After what feels like numerous meltdowns recently, I have decided to try this herbal supplement. It is supposed to be something like an herbal supplement for depression medicine. I can't focus to save my life. My homework is piling up. Whenever I have spare time, the first thing I want to do is work on my crochet stuff instead of my homework, and I feel very impulsive and compulsive when it comes to what I want to do versus what I should do. Because of my lack of health insurance for the time being, I am going to give this a shot. I know others who take it and say it works wonders for them. I have tried it previously, but it says on the bottle to take it three times a day. I was only taking it once a day before.
So far today, I have been calm enough to make a "To Do..." list. On that list, I noted that I needed to pay the bills. Now, I am going to spill my guts here and possibly mortify myself, but my bills were two weeks late. Two weeks! Now, this is not so much an issue except for the fact that I actually had the money to pay them. The money was sitting in my checking account waiting to be doled out for the past two and a half weeks. However, I simply did not feel "up to" paying the bills. How ridiculous is that?! I even paid the late fees today when I managed to pay my electric bill, water bill, cable bill, shut off the cable and Internet, and transfer my car insurance to the truck that Big T and I are now sharing and also put his name on the insurance so he is covered when driving.
*Just a side note about my insurance company. My insurance agent was very sweet. Instead of giving us a new quote for insurance on the truck, she simply replaced the VIN of the car with the VIN of the truck. My rate isn't going to change at all even though they are now covering both of us and also covering an older, larger vehicle. Also, Big T has a few speeding tickets that haven't fallen off his record yet, and men are more expensive to insure. I, not being so apt to change, am very happy about this. :o)
Now, I know this could all be the placebo affect or it could be attributed to the fact that I am actually at work today instead of sitting at home, but those are all things that needed to be done for at least week or more. I have continuously put them off telling myself I would just get to it some other time, that I just couldn't do it today. I was also able to finish up the budgets for March, balance my checking account and balance my savings account this morning. I really do hope this emotional balance will stick around for awhile. Right now, I am actually feeling ready to do my homework.
P.S. To any of you other Ghost Hunter's fans out there, Ghost Hunter's International ended last week for the season, and Ghost Hunter's (the original) is premiering for a new season tonight!! You can guarantee that is enough incentive to get my class work done in time to watch it! I just can't wait. I haven't seen Jay and Grant hunt ghosts in months! Welcome back Jay and Grant. :)

Tuesday, February 3, 2009

Coffee and Biscotti

My coffee and biscotti are taking me to a very happy place right now. I put some CoffeeMate Pumpkin Spice creamer in my coffee this morning, actually about 20 minutes ago. Someone had placed some biscotti in our snacks behind the teller line, so I decided it was high time I tried some. I think it was supposed to be a carrot cake flavor. It was sooo yummy with my Pumpkin Spice coffee. However, today is really just turning out to be a blue day.

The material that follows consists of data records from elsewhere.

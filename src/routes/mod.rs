//! HTTP handlers and the helpers they share.

use actix_web::http::header;
use actix_web::{HttpResponse, web};
use actix_web_flash_messages::{IncomingFlashMessages, Level};
use tera::{Context, Tera};

pub mod lead;
pub mod main;

/// Maps a flash message level to the CSS alert class used by the templates.
pub fn alert_level_to_str(level: &Level) -> &'static str {
    match level {
        Level::Error => "danger",
        Level::Warning => "warning",
        Level::Success => "success",
        _ => "info",
    }
}

/// Collects pending flash messages as `(message, alert class)` pairs.
pub fn alerts(flash_messages: &IncomingFlashMessages) -> Vec<(String, &'static str)> {
    flash_messages
        .iter()
        .map(|f| (f.content().to_string(), alert_level_to_str(&f.level())))
        .collect()
}

/// Template context with the values every page expects.
pub fn base_context(flash_messages: &IncomingFlashMessages, current_page: &str) -> Context {
    let mut context = Context::new();
    context.insert("alerts", &alerts(flash_messages));
    context.insert("current_page", current_page);
    context
}

pub fn render_template(tera: &Tera, template: &str, context: &Context) -> HttpResponse {
    match tera.render(template, context) {
        Ok(body) => HttpResponse::Ok()
            .content_type("text/html; charset=utf-8")
            .body(body),
        Err(err) => {
            log::error!("Failed to render template '{template}': {err}");
            HttpResponse::InternalServerError().finish()
        }
    }
}

pub fn redirect(location: &str) -> HttpResponse {
    HttpResponse::SeeOther()
        .insert_header((header::LOCATION, location))
        .finish()
}

/// Registers every lead front-end route.
pub fn configure(cfg: &mut web::ServiceConfig) {
    cfg.service(main::index)
        .service(main::show_leads)
        .service(main::leads_upload)
        .service(lead::show_add_lead)
        .service(lead::add_lead)
        .service(lead::show_lead);
}
#[cfg(feature = "server")]
use actix_web::cookie::Key;
#[cfg(feature = "server")]
use actix_web::{App, HttpServer, middleware, web};
#[cfg(feature = "server")]
use actix_web_flash_messages::{FlashMessagesFramework, storage::CookieMessageStore};
#[cfg(feature = "server")]
use tera::Tera;

#[cfg(feature = "server")]
use crate::client::http::HttpLeadClient;
#[cfg(feature = "server")]
use crate::models::config::ServerConfig;
#[cfg(feature = "server")]
use crate::services::submission::SubmissionGuard;

#[cfg(feature = "data")]
pub mod client;
#[cfg(feature = "data")]
pub mod domain;
#[cfg(feature = "server")]
pub mod dto;
#[cfg(feature = "data")]
pub mod forms;
#[cfg(feature = "server")]
pub mod models;
#[cfg(feature = "server")]
pub mod routes;
#[cfg(feature = "data")]
pub mod services;

/// Minimum length of the cookie signing secret accepted by [`Key::from`].
#[cfg(feature = "server")]
const MIN_SECRET_LEN: usize = 64;

/// Builds and runs the Actix-Web HTTP server using the provided configuration.
#[cfg(feature = "server")]
pub async fn run(server_config: ServerConfig) -> std::io::Result<()> {
    if server_config.secret.len() < MIN_SECRET_LEN {
        return Err(std::io::Error::other(format!(
            "secret must be at least {MIN_SECRET_LEN} bytes long"
        )));
    }

    // Keys and stores for flash messages.
    let secret_key = Key::from(server_config.secret.as_bytes());
    let message_store = CookieMessageStore::builder(secret_key).build();
    let message_framework = FlashMessagesFramework::builder(message_store).build();

    let tera = Tera::new(&server_config.templates_dir)
        .map_err(|e| std::io::Error::other(format!("Template parsing error(s): {e}")))?;

    // One pooled HTTP client shared by every worker.
    let api = HttpLeadClient::new(server_config.api_base_url.as_str());
    log::info!("Using lead backend at {}", api.base_url());

    // Shared by every worker so a repeated post is caught on any of them.
    let submissions = web::Data::new(SubmissionGuard::new());

    let bind_address = (server_config.address.clone(), server_config.port);

    HttpServer::new(move || {
        App::new()
            .wrap(message_framework.clone())
            .wrap(middleware::Compress::default())
            .wrap(middleware::Logger::default())
            .configure(routes::configure)
            .app_data(web::Data::new(tera.clone()))
            .app_data(web::Data::new(api.clone()))
            .app_data(submissions.clone())
            .app_data(web::Data::new(server_config.clone()))
    })
    .bind(bind_address)?
    .run()
    .await
}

We got lots of snow last night, more than the flurries they were predicting. Last night, Big T went to hang out with a friend, but my car was dead after work because I left my lights on. It's times like that that I wish I had a new car instead of my 94' Olds. He was already out of town and couldn't jump it, and I didn't have any plans other than doing homework and budgeting. I just hitched a ride from a lady I worked with. Low and behold, when Big T went to start it, it started right up. I thought it loved me. I thought we shared a special bond. Big T is the one who hates it. Whatever...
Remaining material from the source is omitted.